In this way, practitioners of international relations can not only grasp the rough distribution of power capacity in the world, they can also combine that estimate of raw power with an understanding of historical power conversion strategies and apply that hybrid knowledge to specific ongoing or potential conflicts.  Still, it must remain obscured in the fog of the future whether the actors will successfully use one of Lukes’s faces of power to convert their resources into getting what they want. Power is never assured.


[1] Hart, Jeffery, “Three Approaches to the Measurement of Power in International Relations,” International Organizations, Vol. 30, No. 2 (Spring 1976), 296.
[2] This definition has its basis in Figure 1.1 in Joseph Nye’s The Future of Power (New York: PublicAffairs, 2011) 11.
[3] Nye, Joseph S. Jr, The Future of Power (New York: PublicAffairs, 2011), 8.
[4] Nye, The Future of Power, 11.
[5] Ibid.
[6] Hart, Jeffery, “Three Approaches to the Measurement of Power in International Relations,” International Organizations, Vol. 30, No. 2 (Spring 1976), 303.

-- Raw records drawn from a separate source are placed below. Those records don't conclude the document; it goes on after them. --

impl PatchContext {
    /// Create a context for a dialect over its baseline
    ///
    /// States `0` and `1` are protected, as are any listed in `options`.
    pub fn new(dialect: Dialect, baseline: Arc<SourcePatch>, options: ContextOptions) -> Self {
        let profile = dialect.profile();
        let state_count = baseline.state_count();

        let mut ctx = Self {
            dialect,
            profile,
            ammo: BTreeMap::new(),
            sounds: BTreeMap::new(),
            weapons: BTreeMap::new(),
            things: BTreeMap::new(),
            states: BTreeMap::new(),
            pointers: BTreeMap::new(),
            misc: baseline.miscellany().clone(),
            strings: StringTable::new(profile.strings, &baseline),
            free_states: index_domain(state_count),
            protected_states: index_domain(state_count),
            already_free_states: index_domain(state_count),
            state_safety: options.state_safety,
            free_state_count: 0,
            free_pointer_state_count: 0,
            free_things: index_domain(baseline.thing_count()),
            free_weapons: index_domain(baseline.weapon_count()),
            free_ammo: index_domain(baseline.ammo_count()),
            pointer_mnemonics: NameMap::new(),
            thing_aliases: NameMap::new(),
            weapon_aliases: NameMap::new(),
            ammo_aliases: NameMap::new(),
            thing_templates: NameMap::new(),
            weapon_templates: NameMap::new(),
            ammo_templates: NameMap::new(),
            sound_templates: NameMap::new(),
            global_states: NameMap::new(),
            custom_properties: BTreeMap::new(),
            custom_bitflags: BTreeMap::new(),
            baseline,
        };

        // NULL state and the gunflash Light0 state
        ctx.protected_states.set_range(0, 1, true);
        for index in options.extra_protected_states {
            ctx.protected_states.set(i64::from(index), true);
        }

        debug!(
            "Created {} context over baseline {} ({} states)",
            dialect,
            ctx.baseline.name(),
            state_count
        );
        ctx
    }

    /// Target dialect
    pub fn dialect(&self) -> Dialect {
        self.dialect
    }

    /// Shared baseline
    pub fn baseline(&self) -> &Arc<SourcePatch> {
        &self.baseline
    }

    /// Value of the `Doom version` header line
    pub fn version(&self) -> i32 {
        self.profile.doom_version
    }

    /// Highest feature tier of the dialect
    pub fn supported_feature_level(&self) -> FeatureLevel {
        self.profile.feature_level
    }

    /// Highest action-pointer vocabulary of the dialect
    pub fn supported_action_pointer_type(&self) -> ActionPointerType {
        self.profile.pointer_type
    }

    /// Whether the dialect supports a feature tier
    pub fn supports_feature(&self, level: FeatureLevel) -> bool {
        self.profile.feature_level.supports(level)
    }

    /// Whether the dialect supports an action-pointer vocabulary
    pub fn supports_pointer_type(&self, kind: ActionPointerType) -> bool {
        self.profile.pointer_type.supports(kind)
    }

    /// Enforce `0 <= index < count`; ID24 drops only the upper bound
    pub fn check_index_range(&self, kind: EntityKind, index: i32, count: i32) -> Result<()> {
        let in_range = if self.supports_feature(FeatureLevel::Id24) {
            index >= 0
        } else {
            (0..count).contains(&index)
        };
        if in_range {
            Ok(())
        } else {
            Err(Error::IndexOutOfBounds { kind, index, count })
        }
    }

    pub(crate) fn require(&self, level: FeatureLevel, operation: &str) -> Result<()> {
        if self.supports_feature(level) {
            Ok(())
        } else {
            Err(Error::unsupported(self.dialect.to_string(), operation))
        }
    }

    /// Number of ammo types
    pub fn ammo_count(&self) -> i32 {
        self.baseline.ammo_count()
    }

    /// Number of sounds
    pub fn sound_count(&self) -> i32 {
        self.baseline.sound_count()
    }

    /// Number of weapons
    pub fn weapon_count(&self) -> i32 {
        self.baseline.weapon_count()
    }

    /// Number of things
    pub fn thing_count(&self) -> i32 {
        self.baseline.thing_count()
    }

    /// Number of states
    pub fn state_count(&self) -> i32 {
        self.baseline.state_count()
    }

    /// Number of action pointer slots
    pub fn action_pointer_count(&self) -> i32 {
        self.baseline.action_pointer_count()
    }

    /// Ammo type for editing, shadow-copied on first access
    pub fn ammo(&mut self, index: i32) -> Option<&mut DehAmmo> {
        shadow(EntityKind::Ammo, &mut self.ammo, index, self.baseline.ammo(index))
    }

    /// Sound for editing, shadow-copied on first access
    pub fn sound(&mut self, index: i32) -> Option<&mut DehSound> {
        shadow(EntityKind::Sound, &mut self.sounds, index, self.baseline.sound(index))
    }

    /// Weapon for editing, shadow-copied on first access
    pub fn weapon(&mut self, index: i32) -> Option<&mut DehWeapon> {
        shadow(EntityKind::Weapon, &mut self.weapons, index, self.baseline.weapon(index))
    }

    /// Thing for editing, shadow-copied on first access
    pub fn thing(&mut self, index: i32) -> Option<&mut DehThing> {
        shadow(EntityKind::Thing, &mut self.things, index, self.baseline.thing(index))
    }

    /// State for editing, shadow-copied on first access
    pub fn state(&mut self, index: i32) -> Option<&mut DehState> {
        shadow(EntityKind::State, &mut self.states, index, self.baseline.state(index))
    }

    /// Current ammo type without shadowing it
    pub fn peek_ammo(&self, index: i32) -> Option<&DehAmmo> {
        self.ammo.get(&index).or_else(|| self.baseline.ammo(index))
    }

    /// Current sound without shadowing it
    pub fn peek_sound(&self, index: i32) -> Option<&DehSound> {
        self.sounds.get(&index).or_else(|| self.baseline.sound(index))
    }

    /// Current weapon without shadowing it
    pub fn peek_weapon(&self, index: i32) -> Option<&DehWeapon> {
        self.weapons.get(&index).or_else(|| self.baseline.weapon(index))
    }

    /// Current thing without shadowing it
    pub fn peek_thing(&self, index: i32) -> Option<&DehThing> {
        self.things.get(&index).or_else(|| self.baseline.thing(index))
    }

    /// Current state without shadowing it
    pub fn peek_state(&self, index: i32) -> Option<&DehState> {
        self.states.get(&index).or_else(|| self.baseline.state(index))
    }

    /// Miscellany record for editing
    pub fn miscellany(&mut self) -> &mut DehMiscellany {
        &mut self.misc
    }

    /// Current miscellany record
    pub fn peek_miscellany(&self) -> &DehMiscellany {
        &self.misc
    }

    /// Touched ammo indices
    pub fn used_ammo_indices(&self) -> impl Iterator<Item = i32> + '_ {
        self.ammo.keys().copied()
    }

    /// Touched sound indices
    pub fn used_sound_indices(&self) -> impl Iterator<Item = i32> + '_ {
        self.sounds.keys().copied()
    }

    /// Touched weapon indices
    pub fn used_weapon_indices(&self) -> impl Iterator<Item = i32> + '_ {
        self.weapons.keys().copied()
    }

    /// Touched thing indices
    pub fn used_thing_indices(&self) -> impl Iterator<Item = i32> + '_ {
        self.things.keys().copied()
    }

    /// Touched state indices
    pub fn used_state_indices(&self) -> impl Iterator<Item = i32> + '_ {
        self.states.keys().copied()
    }

    /// Touched action pointer slots
    pub fn used_action_pointer_indices(&self) -> impl Iterator<Item = i32> + '_ {
        self.pointers.keys().copied()
    }

    /// Pointer slot of a state, if it has one
    pub fn state_action_pointer_index(&self, state_index: i32) -> Option<i32> {
        self.baseline.state_action_pointer_index(state_index)
    }

    /// Pointer in a slot, recorded as used; `None` for a missing slot
    ///
    /// Pointers are shared records and are not deep-copied.
    pub fn action_pointer(&mut self, index: i32) -> Option<Arc<DehActionPointer>> {
        match self.pointers.entry(index) {
            Entry::Occupied(entry) => Some(Arc::clone(entry.get())),
            Entry::Vacant(entry) => {
                let pointer = self.baseline.action_pointer(index)?;
                Some(Arc::clone(entry.insert(pointer)))
            }
        }
    }

    /// Pointer in a slot without recording it
    pub fn peek_action_pointer(&self, index: i32) -> Option<Arc<DehActionPointer>> {
        self.pointers
            .get(&index)
            .cloned()
            .or_else(|| self.baseline.action_pointer(index))
    }

    /// Replace the pointer in a slot
    pub fn set_action_pointer(&mut self, index: i32, pointer: Arc<DehActionPointer>) -> Result<()> {
        if self.baseline.action_pointer_state_index(index).is_none() {
            return Err(Error::IndexOutOfBounds {
                kind: EntityKind::State,
                index,
                count: self.action_pointer_count(),
            });
        }
        if !self.supports_pointer_type(pointer.kind) {
            return Err(Error::unsupported(
                self.dialect.to_string(),
                format!("{} pointer {}", pointer.kind, pointer.mnemonic),
            ));
        }
        trace!("Pointer slot {index} = {}", pointer.mnemonic);
        self.pointers.insert(index, pointer);
        Ok(())
    }

    /// Current pointer of a state; `None` when the state has no slot
    pub fn state_action_pointer(&self, state_index: i32) -> Option<Arc<DehActionPointer>> {
        self.state_action_pointer_index(state_index)
            .and_then(|slot| self.peek_action_pointer(slot))
    }

    /// Replace the pointer of a state through its slot
    pub fn set_state_action_pointer(
        &mut self,
        state_index: i32,
        pointer: Arc<DehActionPointer>,
    ) -> Result<()> {
        let slot = self.state_action_pointer_index(state_index).ok_or_else(|| {
            Error::invalid_argument(format!("state {state_index} has no action pointer slot"))
        })?;
        self.set_action_pointer(slot, pointer)
    }

    /// Indexed string (Doom 1.9 dialects)
    pub fn string_at(&self, index: usize) -> Option<&str> {
        self.strings.string_at(&self.baseline, index)
    }

    /// Replace an indexed string (Doom 1.9 dialects)
    pub fn set_string_at(&mut self, index: usize, value: &str) -> Result<()> {
        self.strings.set_string_at(&self.baseline, index, value)
    }

    /// Keyed string (Boom and later)
    pub fn string(&self, key: &str) -> Option<&str> {
        self.strings.string(&self.baseline, key)
    }

    /// Set a keyed string (Boom and later)
    pub fn set_string(&mut self, key: &str, value: &str) -> Result<()> {
        self.strings.set_string(&self.baseline, key, value)
    }

    /// Par time in seconds (Boom and later)
    pub fn par_time(&self, key: EpisodeMap) -> Option<i32> {
        self.strings.par_time(&self.baseline, key)
    }

    /// Set a par time (Boom and later)
    pub fn set_par_time(&mut self, key: EpisodeMap, seconds: i32) -> Result<()> {
        self.strings.set_par_time(key, seconds)
    }

    /// Sound index by name; DSDHacked and later mint unknown names
    pub fn sound_index(&mut self, name: &str) -> Option<i32> {
        self.strings.sound_index(&self.baseline, name)
    }

    /// Sprite index by name; DSDHacked and later mint unknown names
    pub fn sprite_index(&mut self, name: &str) -> Option<i32> {
        self.strings.sprite_index(&self.baseline, name)
    }
}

[7] Dahl, Robert. “The Concept of Power,” Behavioral Science, 2:3 (July 1957), 202-203.
[8] Hart. “Three Approaches to the Measurement of Power in International Relations,” 292.
[9] Dahl, “The Concept of Power,” 202-203.
[10] Nye, The Future of Power,11.
[11] Bachrach, Peter, and Baratz,, Morton, “The Two Faces of Power,” American Political Science Review, Vol. 56, Issue 4 (December 1962), 952.
[12] Nye, The Future of Power, 14.
[13] Ibid, 16.
[14] Lukes, Steven, Power: A Radical View (New York: Palgrave Macmillan, 1974), 29.
[15] Nye, The Future of Power,
[16] Beckley, Michael. “The Power of Nations: Measuring What Matters.” International Security, Vol. 43, No. 2 (Fall 2018), 12.
[17] Ibid, 12.
[18] Ibid, 14-15.
[19] Ibid, 21. Beckley multiplies total GDP by per capita GDP to approximate the net resources at a state’s disposal. It’s not a true net, but it works well enough for our purposes.